Guy Consolmagno, Jesuit Brother, Wins Carl Sagan Medal For Achievements In Astronomy

ASSOCIATED PRESS

Jesuit brother Guy Consolmagno is living proof that science and religion need not be at odds with one another.

The papal astronomer was just awarded the prestigious Carl Sagan Medal for “outstanding communication by an active planetary scientist" by the American Astronomical Society’s (AAS) Division for Planetary Sciences, according to the Catholic Sun.

Consolmagno was honored because he “occupies a unique position within our profession as a credible spokesperson for scientific honesty within the context of religious belief," reports the website for the Jesuit order, which is known for its emphasis on social justice, focus on education, and free-thinking attitude. Pope Francis became the first Jesuit pope upon his election in 2013.
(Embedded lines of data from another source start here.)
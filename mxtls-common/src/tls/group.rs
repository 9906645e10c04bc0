use std::fmt;

use serde::{Deserialize, Serialize};

/// A `supported_groups` identifier (RFC 8422, RFC 7919, RFC 8446).
#[derive(Clone, Copy, PartialEq, Eq, Hash, PartialOrd, Ord, Serialize, Deserialize)]
#[serde(transparent)]
pub struct NamedGroup(pub u16);

macro_rules! named_groups {
    ($( $value:literal => $konst:ident : $name:literal, $bits:literal, )+) => {
        impl NamedGroup {
            $( pub const $konst: Self = Self($value); )+

            /// Every group in the registry, in wire-value order.
            pub const ALL: &'static [Self] = &[ $( Self::$konst, )+ ];

            #[must_use]
            pub const fn name(self) -> Option<&'static str> {
                match self.0 {
                    $( $value => Some($name), )+
                    _ => None,
                }
            }

            /// Approximate security strength expressed as the key size of the
            /// group (field size for curves, modulus size for FFDHE).
            #[must_use]
            pub const fn bits(self) -> Option<u16> {
                match self.0 {
                    $( $value => Some($bits), )+
                    _ => None,
                }
            }
        }
    };
}

named_groups! {
    1 => SECT163K1: "sect163k1", 163,
    2 => SECT163R1: "sect163r1", 163,
    3 => SECT163R2: "sect163r2", 163,
    4 => SECT193R1: "sect193r1", 193,
    5 => SECT193R2: "sect193r2", 193,
    6 => SECT233K1: "sect233k1", 233,
    7 => SECT233R1: "sect233r1", 233,
    8 => SECT239K1: "sect239k1", 239,
    9 => SECT283K1: "sect283k1", 283,
    10 => SECT283R1: "sect283r1", 283,
    11 => SECT409K1: "sect409k1", 409,
    12 => SECT409R1: "sect409r1", 409,
    13 => SECT571K1: "sect571k1", 571,
    14 => SECT571R1: "sect571r1", 571,
    15 => SECP160K1: "secp160k1", 160,
    16 => SECP160R1: "secp160r1", 160,
    17 => SECP160R2: "secp160r2", 160,
    18 => SECP192K1: "secp192k1", 192,
    19 => SECP192R1: "secp192r1", 192,
    20 => SECP224K1: "secp224k1", 224,
    21 => SECP224R1: "secp224r1", 224,
    22 => SECP256K1: "secp256k1", 256,
    23 => SECP256R1: "secp256r1", 256,
    24 => SECP384R1: "secp384r1", 384,
    25 => SECP521R1: "secp521r1", 521,
    26 => BRAINPOOLP256R1: "brainpoolP256r1", 256,
    27 => BRAINPOOLP384R1: "brainpoolP384r1", 384,
    28 => BRAINPOOLP512R1: "brainpoolP512r1", 512,
    29 => X25519: "x25519", 256,
    30 => X448: "x448", 448,
    256 => FFDHE2048: "ffdhe2048", 2048,
    257 => FFDHE3072: "ffdhe3072", 3072,
    258 => FFDHE4096: "ffdhe4096", 4096,
    259 => FFDHE6144: "ffdhe6144", 6144,
    260 => FFDHE8192: "ffdhe8192", 8192,
}

impl NamedGroup {
    /// The list offered when a probe does not name its own groups: modern
    /// curves first, then the remaining registered curves and FFDHE groups.
    pub const DEFAULT_OFFER: &'static [Self] = &[
        Self::X25519,
        Self::SECP256R1,
        Self::SECP384R1,
        Self::SECP521R1,
        Self::X448,
        Self::BRAINPOOLP256R1,
        Self::BRAINPOOLP384R1,
        Self::BRAINPOOLP512R1,
        Self::SECP256K1,
        Self::SECP224R1,
        Self::SECP224K1,
        Self::SECP192R1,
        Self::SECP192K1,
        Self::SECP160R2,
        Self::SECP160R1,
        Self::SECP160K1,
        Self::SECT571R1,
        Self::SECT571K1,
        Self::SECT409R1,
        Self::SECT409K1,
        Self::SECT283R1,
        Self::SECT283K1,
        Self::SECT239K1,
        Self::SECT233R1,
        Self::SECT233K1,
        Self::SECT193R2,
        Self::SECT193R1,
        Self::SECT163R2,
        Self::SECT163R1,
        Self::SECT163K1,
        Self::FFDHE2048,
        Self::FFDHE3072,
        Self::FFDHE4096,
        Self::FFDHE6144,
        Self::FFDHE8192,
    ];

    #[must_use]
    pub const fn is_ffdhe(self) -> bool {
        matches!(self.0, 256..=260)
    }

    #[must_use]
    pub const fn is_elliptic_curve(self) -> bool {
        matches!(self.0, 1..=30)
    }

    /// Curves of at least 256 bits, and FFDHE groups of at least 2048 bits.
    #[must_use]
    pub const fn is_secure(self) -> bool {
        match self.bits() {
            Some(bits) if self.is_ffdhe() => bits >= 2048,
            Some(bits) => bits >= 256,
            None => false,
        }
    }
}

impl fmt::Display for NamedGroup {
    fn fmt(&self, f: &mut fmt::Formatter<'_>) -> fmt::Result {
        match self.name() {
            Some(name) => f.write_str(name),
            None => write!(f, "0x{:04X}", self.0),
        }
    }
}

impl fmt::Debug for NamedGroup {
    fn fmt(&self, f: &mut fmt::Formatter<'_>) -> fmt::Result {
        write!(f, "{self}({})", self.0)
    }
}

#[cfg(test)]
mod tests {
    use super::*;

    #[test]
    fn test_strength() {
        assert!(NamedGroup::X25519.is_secure());
        assert!(NamedGroup::SECP256R1.is_secure());
        assert!(!NamedGroup::SECP224R1.is_secure());
        assert!(!NamedGroup::SECT163K1.is_secure());
        assert!(NamedGroup::FFDHE2048.is_secure());
        assert!(!NamedGroup(0x1234).is_secure());
    }

    #[test]
    fn test_default_offer_covers_registry() {
        let mut offered = NamedGroup::DEFAULT_OFFER.to_vec();
        offered.sort_unstable();
        assert_eq!(offered, NamedGroup::ALL);
    }

    #[test]
    fn test_display() {
        assert_eq!(NamedGroup::SECP384R1.to_string(), "secp384r1");
        assert_eq!(NamedGroup(0x0A0A).to_string(), "0x0A0A");
    }
}
//! Drives an SMTP server from its greeting to the point where a TLS
//! handshake can begin.
//!
//! ```no_run
//! use mxtls_common::config::ProbeTimeouts;
//! use mxtls_smtp::{SmtpConfig, SmtpNegotiator};
//!
//! # async fn example() -> std::io::Result<()> {
//! let stream = tokio::net::TcpStream::connect("192.0.2.10:25").await?;
//! let negotiator = SmtpNegotiator::new(SmtpConfig::default(), ProbeTimeouts::default());
//! let negotiation = negotiator.negotiate("192.0.2.10", stream).await;
//!
//! if negotiation.is_success() {
//!     // negotiation.stream is ready for a ClientHello
//! }
//! # Ok(())
//! # }
//! ```

mod config;
mod error;
mod negotiator;
mod response;
mod transcript;

pub use config::SmtpConfig;
pub use error::{Result, SmtpError};
pub use negotiator::{Negotiation, NegotiationOutcome, SmtpNegotiator};
pub use response::{ResponseCode, SmtpResponse};
pub use transcript::Transcript;
use std::net::SocketAddr;

use mxtls_common::{
    ClassifiedError, ProbeResult, TestCriteria,
    config::{ProbeTimeouts, TimeoutConfig},
    internal,
    tls::AlertDescription,
};
use mxtls_smtp::{SmtpConfig, SmtpNegotiator};
use mxtls_tracing::traced;
use tokio::net::{TcpStream, lookup_host};

use crate::engine::{Engine, legacy, library};

type Failure = (ClassifiedError, String);

/// Performs one forced handshake per call, from DNS lookup to the server's
/// choice of parameters.
///
/// Holds nothing but configuration, so it can be shared freely between
/// tasks.
#[derive(Debug, Clone)]
pub struct TlsProbeClient {
    negotiator: SmtpNegotiator,
    timeouts: ProbeTimeouts,
}

impl TlsProbeClient {
    #[must_use]
    pub fn new(smtp: SmtpConfig, timeouts: ProbeTimeouts) -> Self {
        Self {
            negotiator: SmtpNegotiator::new(smtp, timeouts.clone()),
            timeouts,
        }
    }

    /// Runs `criteria` against `host:port`.
    ///
    /// Never fails: connectivity problems, SMTP refusals and TLS alerts all
    /// come back as a classified [`ProbeResult`], carrying the SMTP
    /// transcript whenever the session got that far.
    ///
    /// rustls cannot offer every group of the default list. When it was used
    /// with that list and the server refused, the handshake is repeated on a
    /// fresh session with the hand-built ClientHello and its full offer.
    #[traced(instrument(level = tracing::Level::DEBUG, skip_all, fields(target = %host, test = %criteria.name)), timing(precision = "ms"))]
    pub async fn probe(&self, criteria: &TestCriteria, host: &str, port: u16) -> ProbeResult {
        let engine = Engine::for_criteria(criteria);
        let result = self.attempt(engine, criteria, host, port).await;

        if engine == Engine::Library
            && library::narrows_offer(criteria)
            && result.failed_with(&[
                AlertDescription::HandshakeFailure,
                AlertDescription::InsufficientSecurity,
            ])
        {
            internal!(
                level = DEBUG,
                "{host} refused the library offer for {}, retrying with every group",
                criteria.name
            );
            return self.attempt(Engine::Legacy, criteria, host, port).await;
        }

        result
    }

    /// One session with one engine.
    async fn attempt(
        &self,
        engine: Engine,
        criteria: &TestCriteria,
        host: &str,
        port: u16,
    ) -> ProbeResult {
        let (stream, peer) = match self.connect(host, port).await {
            Ok(connected) => connected,
            Err((error, description)) => {
                internal!(level = DEBUG, "Unable to reach {host}:{port}: {description}");
                return ProbeResult::failed(error, description);
            }
        };

        let negotiation = self.negotiator.negotiate(&peer.to_string(), stream).await;
        if !negotiation.is_success() {
            let description = negotiation.description.as_deref().unwrap_or_default();
            return ProbeResult::failed(
                ClassifiedError::SessionInitializationFailed,
                format!("{} ({description})", negotiation.outcome),
            )
            .with_transcript(negotiation.transcript);
        }

        let mut stream = negotiation.stream;
        let outcome = match engine {
            Engine::Legacy => legacy::handshake(&mut stream, criteria, host, &self.timeouts).await,
            Engine::Library => library::handshake(stream, criteria, host, &self.timeouts).await,
        };

        let result = match outcome {
            Ok(negotiated) => {
                tracing::debug!(
                    version = %negotiated.version,
                    cipher_suite = %negotiated.cipher_suite,
                    "Handshake negotiated"
                );
                ProbeResult::negotiated(
                    negotiated.version,
                    negotiated.cipher_suite,
                    negotiated.key_exchange,
                    negotiated.certificates,
                )
            }
            Err(err) => {
                let error = err.classify();
                tracing::debug!(%error, "Handshake failed: {err}");

                let result = ProbeResult::failed(error, err.to_string());
                match err.observed_version() {
                    Some(version) => result.with_observed_version(version),
                    None => result,
                }
            }
        };

        result.with_transcript(negotiation.transcript)
    }

    /// Resolves `host` and connects to the first address that answers.
    async fn connect(&self, host: &str, port: u16) -> Result<(TcpStream, SocketAddr), Failure> {
        let addresses: Vec<SocketAddr> =
            tokio::time::timeout(self.timeouts.connect_timeout(), lookup_host((host, port)))
                .await
                .map_err(|_| {
                    (
                        ClassifiedError::HostNotFound,
                        format!("Timed out resolving {host}"),
                    )
                })?
                .map_err(|err| {
                    (
                        ClassifiedError::HostNotFound,
                        format!("Unable to resolve {host}: {err}"),
                    )
                })?
                .collect();

        if addresses.is_empty() {
            return Err((
                ClassifiedError::HostNotFound,
                format!("No addresses found for {host}"),
            ));
        }

        let mut last_error = String::new();
        for address in addresses {
            match tokio::time::timeout(self.timeouts.connect_timeout(), TcpStream::connect(address))
                .await
            {
                Ok(Ok(stream)) => return Ok((stream, address)),
                Ok(Err(err)) => last_error = format!("Unable to connect to {address}: {err}"),
                Err(_) => last_error = format!("Timed out connecting to {address}"),
            }
            internal!(level = DEBUG, "{last_error}");
        }

        Err((ClassifiedError::TcpConnectionFailed, last_error))
    }
}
The astronomer is renowned for his home astronomy guidebook, "Turn Left At Orion," his BBC radio show “A Brief History of the End of Everything,"
as well as his many public lectures which help convey the excitement of scientific inquiry to the general public. In 2014, he delivered the commencement address at Georgetown University.

He told Catholic News Service that he believes that Catholic scientists should not hesitate to share their love of science with their communities, in order to show that the Church is not opposed to science. “Show them that our religion does not tell us what ‘facts’ we can believe, but rather our religion gives us the reason why we go looking to try to understand those facts,” he said.

Consolmagno credits his Jesuit background with allowing him to help talk about his faith in a public manner. “I can concentrate on communicating my passion for my science and let my collar do the rest of the talking for me. It has been one of the greatest blessings of my vocation,” he said, according to the Catholic Sun. He became a Jesuit when he was in his late 30s, after working for the Harvard College Observatory, Massachusetts Institute of Technology, and the Peace Corps.

An AAS press release said, "As a Jesuit Brother, Guy has become the voice of the juxtaposition of planetary science and astronomy with Christian belief, a rational spokesperson who can convey exceptionally well how religion and science can co-exist for believers."